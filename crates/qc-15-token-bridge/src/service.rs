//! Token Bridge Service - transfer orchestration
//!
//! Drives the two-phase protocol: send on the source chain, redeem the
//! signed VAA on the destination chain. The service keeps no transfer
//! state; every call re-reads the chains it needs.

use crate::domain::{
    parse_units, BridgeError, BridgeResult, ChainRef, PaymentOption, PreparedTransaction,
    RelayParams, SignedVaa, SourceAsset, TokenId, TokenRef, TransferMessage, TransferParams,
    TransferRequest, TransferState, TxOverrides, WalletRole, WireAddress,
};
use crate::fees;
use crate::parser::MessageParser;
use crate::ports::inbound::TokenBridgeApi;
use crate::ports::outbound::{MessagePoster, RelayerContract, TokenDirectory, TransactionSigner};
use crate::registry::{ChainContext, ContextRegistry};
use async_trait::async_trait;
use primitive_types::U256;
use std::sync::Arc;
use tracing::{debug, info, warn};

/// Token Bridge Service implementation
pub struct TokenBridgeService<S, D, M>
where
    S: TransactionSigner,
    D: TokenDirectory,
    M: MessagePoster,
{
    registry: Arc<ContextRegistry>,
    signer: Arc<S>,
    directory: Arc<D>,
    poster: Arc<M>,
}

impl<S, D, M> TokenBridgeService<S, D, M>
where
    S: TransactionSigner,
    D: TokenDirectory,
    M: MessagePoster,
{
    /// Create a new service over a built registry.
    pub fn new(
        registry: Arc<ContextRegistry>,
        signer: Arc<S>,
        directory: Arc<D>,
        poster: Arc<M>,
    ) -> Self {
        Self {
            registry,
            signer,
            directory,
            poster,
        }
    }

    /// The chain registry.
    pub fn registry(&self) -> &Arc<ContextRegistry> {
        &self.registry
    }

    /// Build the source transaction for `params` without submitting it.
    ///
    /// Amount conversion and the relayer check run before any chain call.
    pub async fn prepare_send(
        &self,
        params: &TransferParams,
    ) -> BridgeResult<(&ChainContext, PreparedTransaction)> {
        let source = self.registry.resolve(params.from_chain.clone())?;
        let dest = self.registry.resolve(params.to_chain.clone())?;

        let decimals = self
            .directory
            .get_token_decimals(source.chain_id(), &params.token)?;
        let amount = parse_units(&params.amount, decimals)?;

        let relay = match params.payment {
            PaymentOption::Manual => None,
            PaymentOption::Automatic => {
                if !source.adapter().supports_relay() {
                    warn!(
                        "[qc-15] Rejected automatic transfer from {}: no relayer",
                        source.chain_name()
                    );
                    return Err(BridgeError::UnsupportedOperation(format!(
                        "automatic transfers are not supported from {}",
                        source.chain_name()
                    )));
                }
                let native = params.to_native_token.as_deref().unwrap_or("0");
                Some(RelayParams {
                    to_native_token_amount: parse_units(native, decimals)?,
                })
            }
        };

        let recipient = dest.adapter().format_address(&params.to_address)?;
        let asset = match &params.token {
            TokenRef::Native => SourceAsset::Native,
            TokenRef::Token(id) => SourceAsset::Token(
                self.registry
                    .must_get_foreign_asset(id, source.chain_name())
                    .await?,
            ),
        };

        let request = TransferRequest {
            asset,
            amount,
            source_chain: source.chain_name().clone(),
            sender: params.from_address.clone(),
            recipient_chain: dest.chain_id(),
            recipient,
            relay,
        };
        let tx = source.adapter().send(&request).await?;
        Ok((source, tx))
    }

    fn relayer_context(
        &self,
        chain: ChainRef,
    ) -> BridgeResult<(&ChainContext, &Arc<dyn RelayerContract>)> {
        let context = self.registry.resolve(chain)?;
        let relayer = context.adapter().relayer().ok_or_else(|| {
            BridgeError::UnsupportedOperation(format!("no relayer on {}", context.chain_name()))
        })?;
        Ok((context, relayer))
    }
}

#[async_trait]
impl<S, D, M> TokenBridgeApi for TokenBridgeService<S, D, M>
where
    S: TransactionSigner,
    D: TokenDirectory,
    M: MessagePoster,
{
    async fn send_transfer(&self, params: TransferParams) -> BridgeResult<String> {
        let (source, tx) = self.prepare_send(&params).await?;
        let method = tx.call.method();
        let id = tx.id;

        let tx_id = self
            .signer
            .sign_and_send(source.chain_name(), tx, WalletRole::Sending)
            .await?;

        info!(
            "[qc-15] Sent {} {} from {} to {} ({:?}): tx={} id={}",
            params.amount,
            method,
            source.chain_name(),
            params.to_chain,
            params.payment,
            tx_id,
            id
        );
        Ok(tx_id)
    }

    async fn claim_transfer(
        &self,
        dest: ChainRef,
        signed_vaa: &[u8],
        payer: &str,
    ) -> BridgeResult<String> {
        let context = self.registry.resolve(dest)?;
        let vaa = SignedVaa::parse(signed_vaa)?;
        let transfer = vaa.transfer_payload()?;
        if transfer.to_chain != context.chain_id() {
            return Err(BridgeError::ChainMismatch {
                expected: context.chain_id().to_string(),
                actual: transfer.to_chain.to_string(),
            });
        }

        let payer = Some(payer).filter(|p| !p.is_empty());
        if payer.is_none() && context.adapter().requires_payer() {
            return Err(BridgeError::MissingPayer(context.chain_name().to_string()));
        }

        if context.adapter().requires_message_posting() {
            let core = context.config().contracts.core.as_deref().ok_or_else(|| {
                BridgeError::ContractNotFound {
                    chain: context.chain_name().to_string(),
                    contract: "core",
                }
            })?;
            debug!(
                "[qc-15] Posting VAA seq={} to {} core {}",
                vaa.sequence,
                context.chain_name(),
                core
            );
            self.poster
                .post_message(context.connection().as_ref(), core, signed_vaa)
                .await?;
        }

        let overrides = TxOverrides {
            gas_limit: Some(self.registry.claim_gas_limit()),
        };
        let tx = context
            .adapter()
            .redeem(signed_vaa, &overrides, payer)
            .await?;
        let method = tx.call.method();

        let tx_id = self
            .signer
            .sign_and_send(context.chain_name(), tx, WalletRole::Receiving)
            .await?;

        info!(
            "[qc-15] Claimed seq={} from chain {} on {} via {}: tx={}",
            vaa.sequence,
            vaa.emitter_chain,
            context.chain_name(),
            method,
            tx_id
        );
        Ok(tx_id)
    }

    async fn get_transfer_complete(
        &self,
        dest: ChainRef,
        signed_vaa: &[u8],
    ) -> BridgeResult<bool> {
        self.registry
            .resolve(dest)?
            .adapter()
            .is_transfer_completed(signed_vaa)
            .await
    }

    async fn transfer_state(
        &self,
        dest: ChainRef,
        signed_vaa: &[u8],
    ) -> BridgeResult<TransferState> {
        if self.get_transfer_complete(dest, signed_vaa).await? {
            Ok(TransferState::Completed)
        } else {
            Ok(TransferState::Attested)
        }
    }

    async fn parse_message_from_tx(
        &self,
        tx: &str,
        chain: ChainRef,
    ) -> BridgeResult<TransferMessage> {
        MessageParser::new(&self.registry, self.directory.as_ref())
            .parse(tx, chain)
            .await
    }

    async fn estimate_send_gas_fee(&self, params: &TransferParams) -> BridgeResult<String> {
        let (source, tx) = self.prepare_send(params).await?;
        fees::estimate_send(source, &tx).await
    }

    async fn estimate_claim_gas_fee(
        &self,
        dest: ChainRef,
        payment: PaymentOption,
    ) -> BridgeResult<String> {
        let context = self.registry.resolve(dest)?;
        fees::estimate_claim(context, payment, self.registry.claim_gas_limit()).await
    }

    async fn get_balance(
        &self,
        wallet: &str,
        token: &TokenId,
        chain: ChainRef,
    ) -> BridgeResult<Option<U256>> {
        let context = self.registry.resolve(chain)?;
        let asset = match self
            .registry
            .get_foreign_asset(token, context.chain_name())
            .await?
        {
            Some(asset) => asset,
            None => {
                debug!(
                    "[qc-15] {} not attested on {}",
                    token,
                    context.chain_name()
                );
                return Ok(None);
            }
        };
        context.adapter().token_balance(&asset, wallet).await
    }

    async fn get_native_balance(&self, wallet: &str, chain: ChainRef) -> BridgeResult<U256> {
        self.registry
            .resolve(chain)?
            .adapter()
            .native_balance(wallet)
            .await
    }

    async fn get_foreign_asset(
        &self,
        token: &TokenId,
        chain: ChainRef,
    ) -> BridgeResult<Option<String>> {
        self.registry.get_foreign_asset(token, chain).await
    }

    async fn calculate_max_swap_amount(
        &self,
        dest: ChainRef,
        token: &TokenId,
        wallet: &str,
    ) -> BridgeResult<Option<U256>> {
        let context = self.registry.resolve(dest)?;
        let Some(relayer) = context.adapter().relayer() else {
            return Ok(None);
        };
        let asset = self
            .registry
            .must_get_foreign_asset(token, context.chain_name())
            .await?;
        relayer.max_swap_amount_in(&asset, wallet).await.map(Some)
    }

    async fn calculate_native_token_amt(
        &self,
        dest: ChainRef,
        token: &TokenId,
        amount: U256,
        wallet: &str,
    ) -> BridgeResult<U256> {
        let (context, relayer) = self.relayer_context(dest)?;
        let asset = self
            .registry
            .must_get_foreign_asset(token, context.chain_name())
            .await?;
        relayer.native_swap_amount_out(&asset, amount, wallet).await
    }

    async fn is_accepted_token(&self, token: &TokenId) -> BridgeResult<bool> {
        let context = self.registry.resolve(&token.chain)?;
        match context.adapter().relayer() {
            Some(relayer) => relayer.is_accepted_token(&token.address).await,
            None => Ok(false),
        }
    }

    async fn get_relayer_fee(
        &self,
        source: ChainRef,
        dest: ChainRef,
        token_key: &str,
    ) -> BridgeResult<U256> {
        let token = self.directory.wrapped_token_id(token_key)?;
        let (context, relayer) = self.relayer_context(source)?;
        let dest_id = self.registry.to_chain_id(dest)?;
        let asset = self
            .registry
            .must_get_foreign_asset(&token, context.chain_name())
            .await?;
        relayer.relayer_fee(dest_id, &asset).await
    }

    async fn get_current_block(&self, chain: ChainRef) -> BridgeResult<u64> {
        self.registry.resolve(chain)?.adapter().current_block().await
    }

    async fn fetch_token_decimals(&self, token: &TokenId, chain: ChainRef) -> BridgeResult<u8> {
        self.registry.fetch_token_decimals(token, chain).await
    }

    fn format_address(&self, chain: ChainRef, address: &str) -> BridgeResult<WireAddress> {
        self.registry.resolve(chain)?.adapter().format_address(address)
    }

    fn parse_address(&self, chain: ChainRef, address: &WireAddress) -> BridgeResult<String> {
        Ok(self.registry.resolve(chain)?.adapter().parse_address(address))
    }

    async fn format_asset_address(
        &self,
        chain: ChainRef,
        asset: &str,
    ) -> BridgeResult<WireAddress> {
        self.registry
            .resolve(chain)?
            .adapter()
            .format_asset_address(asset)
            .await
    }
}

┄┄┄┄┄┄┄┄┄┄

YOUR INSTRUCTIONS -
The total wanted is the number of lines in the entries above that contain "TransferMessage". Give it alone.

SOLUTION FOR THIS TASK -
2